▶ Collected data
● ● ●
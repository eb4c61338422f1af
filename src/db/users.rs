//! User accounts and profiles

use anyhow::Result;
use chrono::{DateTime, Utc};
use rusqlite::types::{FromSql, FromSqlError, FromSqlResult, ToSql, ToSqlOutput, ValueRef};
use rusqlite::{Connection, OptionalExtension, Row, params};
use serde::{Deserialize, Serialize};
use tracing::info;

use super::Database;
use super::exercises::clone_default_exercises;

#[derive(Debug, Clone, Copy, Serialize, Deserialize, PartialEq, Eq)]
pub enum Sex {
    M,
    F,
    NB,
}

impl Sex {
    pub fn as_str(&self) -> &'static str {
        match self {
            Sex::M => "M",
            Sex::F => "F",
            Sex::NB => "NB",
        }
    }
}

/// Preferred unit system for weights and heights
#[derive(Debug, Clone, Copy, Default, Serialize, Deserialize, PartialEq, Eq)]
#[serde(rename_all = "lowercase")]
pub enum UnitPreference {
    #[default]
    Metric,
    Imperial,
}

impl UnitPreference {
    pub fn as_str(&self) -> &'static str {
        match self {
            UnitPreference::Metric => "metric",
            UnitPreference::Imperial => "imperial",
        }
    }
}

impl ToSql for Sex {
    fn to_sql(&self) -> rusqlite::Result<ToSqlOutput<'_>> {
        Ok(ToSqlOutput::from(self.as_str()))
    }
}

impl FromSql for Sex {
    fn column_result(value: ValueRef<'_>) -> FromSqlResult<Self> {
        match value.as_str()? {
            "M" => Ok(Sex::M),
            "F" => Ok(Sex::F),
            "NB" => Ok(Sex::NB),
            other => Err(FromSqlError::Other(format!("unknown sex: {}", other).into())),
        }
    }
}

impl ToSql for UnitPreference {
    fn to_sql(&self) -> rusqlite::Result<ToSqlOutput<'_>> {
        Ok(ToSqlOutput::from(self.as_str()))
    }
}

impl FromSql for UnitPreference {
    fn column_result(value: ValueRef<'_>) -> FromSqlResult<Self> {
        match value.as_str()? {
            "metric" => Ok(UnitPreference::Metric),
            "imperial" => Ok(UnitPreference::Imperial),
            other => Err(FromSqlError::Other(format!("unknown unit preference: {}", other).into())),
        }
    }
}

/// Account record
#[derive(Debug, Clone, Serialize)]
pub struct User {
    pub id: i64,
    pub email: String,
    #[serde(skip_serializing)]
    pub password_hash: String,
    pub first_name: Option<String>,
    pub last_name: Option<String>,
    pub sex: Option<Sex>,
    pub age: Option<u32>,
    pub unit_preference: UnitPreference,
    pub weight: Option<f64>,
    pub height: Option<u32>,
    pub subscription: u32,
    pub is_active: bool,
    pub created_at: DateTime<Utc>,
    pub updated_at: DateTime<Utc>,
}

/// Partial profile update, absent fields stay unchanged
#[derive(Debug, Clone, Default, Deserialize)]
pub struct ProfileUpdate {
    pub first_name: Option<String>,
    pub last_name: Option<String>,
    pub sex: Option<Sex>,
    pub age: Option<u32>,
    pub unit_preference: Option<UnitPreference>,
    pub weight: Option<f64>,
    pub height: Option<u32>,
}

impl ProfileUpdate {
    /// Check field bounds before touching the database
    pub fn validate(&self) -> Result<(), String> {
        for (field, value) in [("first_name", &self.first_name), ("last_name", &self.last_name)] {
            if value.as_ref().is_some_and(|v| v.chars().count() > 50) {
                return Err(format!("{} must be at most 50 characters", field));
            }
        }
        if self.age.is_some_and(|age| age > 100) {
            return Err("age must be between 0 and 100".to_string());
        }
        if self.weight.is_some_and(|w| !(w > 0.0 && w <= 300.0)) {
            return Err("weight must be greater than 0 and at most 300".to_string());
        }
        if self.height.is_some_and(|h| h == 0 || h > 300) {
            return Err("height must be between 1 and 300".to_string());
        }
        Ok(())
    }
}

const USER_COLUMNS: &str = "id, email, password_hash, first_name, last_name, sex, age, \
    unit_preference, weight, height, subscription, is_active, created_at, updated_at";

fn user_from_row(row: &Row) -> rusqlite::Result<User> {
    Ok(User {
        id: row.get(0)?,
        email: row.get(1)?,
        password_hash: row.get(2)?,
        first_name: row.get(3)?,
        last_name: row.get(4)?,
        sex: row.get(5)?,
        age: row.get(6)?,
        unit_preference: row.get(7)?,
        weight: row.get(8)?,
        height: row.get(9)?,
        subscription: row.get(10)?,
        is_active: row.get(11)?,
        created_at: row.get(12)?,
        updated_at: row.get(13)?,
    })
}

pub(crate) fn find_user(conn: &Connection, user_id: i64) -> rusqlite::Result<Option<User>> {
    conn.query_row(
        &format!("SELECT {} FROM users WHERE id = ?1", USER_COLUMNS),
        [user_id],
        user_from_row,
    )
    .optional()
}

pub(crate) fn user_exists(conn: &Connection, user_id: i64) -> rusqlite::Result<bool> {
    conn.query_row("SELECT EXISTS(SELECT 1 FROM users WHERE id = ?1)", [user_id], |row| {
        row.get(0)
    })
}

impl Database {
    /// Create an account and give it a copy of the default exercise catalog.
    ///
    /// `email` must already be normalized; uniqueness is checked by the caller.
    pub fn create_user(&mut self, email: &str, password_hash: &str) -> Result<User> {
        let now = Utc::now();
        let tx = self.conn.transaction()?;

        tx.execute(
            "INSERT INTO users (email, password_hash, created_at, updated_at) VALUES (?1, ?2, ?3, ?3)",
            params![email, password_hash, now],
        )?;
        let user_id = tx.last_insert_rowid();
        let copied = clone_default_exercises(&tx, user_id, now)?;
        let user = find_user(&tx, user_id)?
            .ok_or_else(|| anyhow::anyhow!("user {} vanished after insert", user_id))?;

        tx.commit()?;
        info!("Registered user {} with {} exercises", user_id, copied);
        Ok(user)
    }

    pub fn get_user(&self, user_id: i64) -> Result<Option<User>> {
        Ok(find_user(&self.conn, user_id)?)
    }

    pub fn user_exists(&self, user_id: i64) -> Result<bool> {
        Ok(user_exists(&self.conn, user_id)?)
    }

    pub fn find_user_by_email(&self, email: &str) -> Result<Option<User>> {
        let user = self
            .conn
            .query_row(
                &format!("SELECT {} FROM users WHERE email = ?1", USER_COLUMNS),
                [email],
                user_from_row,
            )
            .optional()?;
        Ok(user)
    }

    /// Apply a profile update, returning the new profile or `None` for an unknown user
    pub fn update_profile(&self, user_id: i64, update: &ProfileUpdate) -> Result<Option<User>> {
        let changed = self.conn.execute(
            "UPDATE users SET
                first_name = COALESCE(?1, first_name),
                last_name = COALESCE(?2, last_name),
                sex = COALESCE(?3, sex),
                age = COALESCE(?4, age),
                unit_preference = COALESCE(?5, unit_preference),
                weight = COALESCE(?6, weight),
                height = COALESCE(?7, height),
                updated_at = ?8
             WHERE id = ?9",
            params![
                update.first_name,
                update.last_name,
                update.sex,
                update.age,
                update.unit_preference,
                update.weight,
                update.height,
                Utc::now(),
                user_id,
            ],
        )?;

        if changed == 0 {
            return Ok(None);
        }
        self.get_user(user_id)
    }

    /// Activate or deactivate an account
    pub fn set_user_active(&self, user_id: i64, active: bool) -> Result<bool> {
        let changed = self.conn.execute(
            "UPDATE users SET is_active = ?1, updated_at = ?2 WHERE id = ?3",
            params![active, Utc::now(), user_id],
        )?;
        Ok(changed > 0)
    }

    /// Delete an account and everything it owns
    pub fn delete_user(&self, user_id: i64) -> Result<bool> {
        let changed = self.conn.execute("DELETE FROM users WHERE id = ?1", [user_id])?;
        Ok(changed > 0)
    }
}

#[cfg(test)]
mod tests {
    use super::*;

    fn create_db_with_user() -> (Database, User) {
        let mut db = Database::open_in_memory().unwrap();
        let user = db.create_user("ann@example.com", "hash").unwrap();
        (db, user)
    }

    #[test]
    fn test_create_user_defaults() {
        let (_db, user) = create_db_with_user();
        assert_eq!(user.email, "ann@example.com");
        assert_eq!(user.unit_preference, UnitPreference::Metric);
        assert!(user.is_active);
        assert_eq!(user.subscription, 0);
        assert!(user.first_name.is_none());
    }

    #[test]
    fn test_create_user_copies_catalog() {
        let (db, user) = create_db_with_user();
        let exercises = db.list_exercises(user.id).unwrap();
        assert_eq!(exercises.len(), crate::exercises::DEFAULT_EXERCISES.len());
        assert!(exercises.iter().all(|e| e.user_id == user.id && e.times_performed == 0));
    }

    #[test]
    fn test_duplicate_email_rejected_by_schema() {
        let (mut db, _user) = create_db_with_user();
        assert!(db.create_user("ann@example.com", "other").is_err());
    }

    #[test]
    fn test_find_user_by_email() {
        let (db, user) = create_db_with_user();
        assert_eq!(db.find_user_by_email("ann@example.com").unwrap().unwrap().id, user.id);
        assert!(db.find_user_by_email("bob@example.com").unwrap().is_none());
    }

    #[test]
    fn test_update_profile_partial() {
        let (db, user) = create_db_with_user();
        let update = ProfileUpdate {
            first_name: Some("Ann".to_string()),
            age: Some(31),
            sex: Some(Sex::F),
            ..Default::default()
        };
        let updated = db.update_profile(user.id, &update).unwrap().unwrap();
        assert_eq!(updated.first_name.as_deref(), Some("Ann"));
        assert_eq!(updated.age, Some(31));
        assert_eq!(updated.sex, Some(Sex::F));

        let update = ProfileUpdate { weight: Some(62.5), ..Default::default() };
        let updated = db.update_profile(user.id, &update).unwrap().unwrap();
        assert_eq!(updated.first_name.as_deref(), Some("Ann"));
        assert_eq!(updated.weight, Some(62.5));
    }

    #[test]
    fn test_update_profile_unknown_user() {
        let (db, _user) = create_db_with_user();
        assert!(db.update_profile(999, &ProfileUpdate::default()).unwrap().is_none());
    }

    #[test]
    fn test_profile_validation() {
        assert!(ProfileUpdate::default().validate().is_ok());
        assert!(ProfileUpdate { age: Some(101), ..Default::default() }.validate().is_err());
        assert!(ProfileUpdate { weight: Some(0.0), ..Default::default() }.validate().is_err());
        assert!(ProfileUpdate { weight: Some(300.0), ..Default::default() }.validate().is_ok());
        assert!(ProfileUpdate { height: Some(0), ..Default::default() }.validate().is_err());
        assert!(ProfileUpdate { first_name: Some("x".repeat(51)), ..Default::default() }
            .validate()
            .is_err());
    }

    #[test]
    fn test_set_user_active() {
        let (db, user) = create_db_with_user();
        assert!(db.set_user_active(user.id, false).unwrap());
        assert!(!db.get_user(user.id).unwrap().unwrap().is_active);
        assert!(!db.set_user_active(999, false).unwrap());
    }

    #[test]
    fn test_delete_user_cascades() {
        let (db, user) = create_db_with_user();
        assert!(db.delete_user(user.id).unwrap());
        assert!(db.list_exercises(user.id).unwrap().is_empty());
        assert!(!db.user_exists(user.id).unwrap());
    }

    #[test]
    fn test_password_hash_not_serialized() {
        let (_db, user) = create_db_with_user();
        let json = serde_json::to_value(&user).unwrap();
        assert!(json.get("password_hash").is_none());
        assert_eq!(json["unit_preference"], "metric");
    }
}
● ● ●
▶ EXERCISE
Where does "json" occur in the data? Copy each line that has it.

▶ SOLUTION TO THIS PROBLEM
        let json = serde_json::to_value(&user).unwrap();
        assert!(json.get("password_hash").is_none());
        assert_eq!(json["unit_preference"], "metric");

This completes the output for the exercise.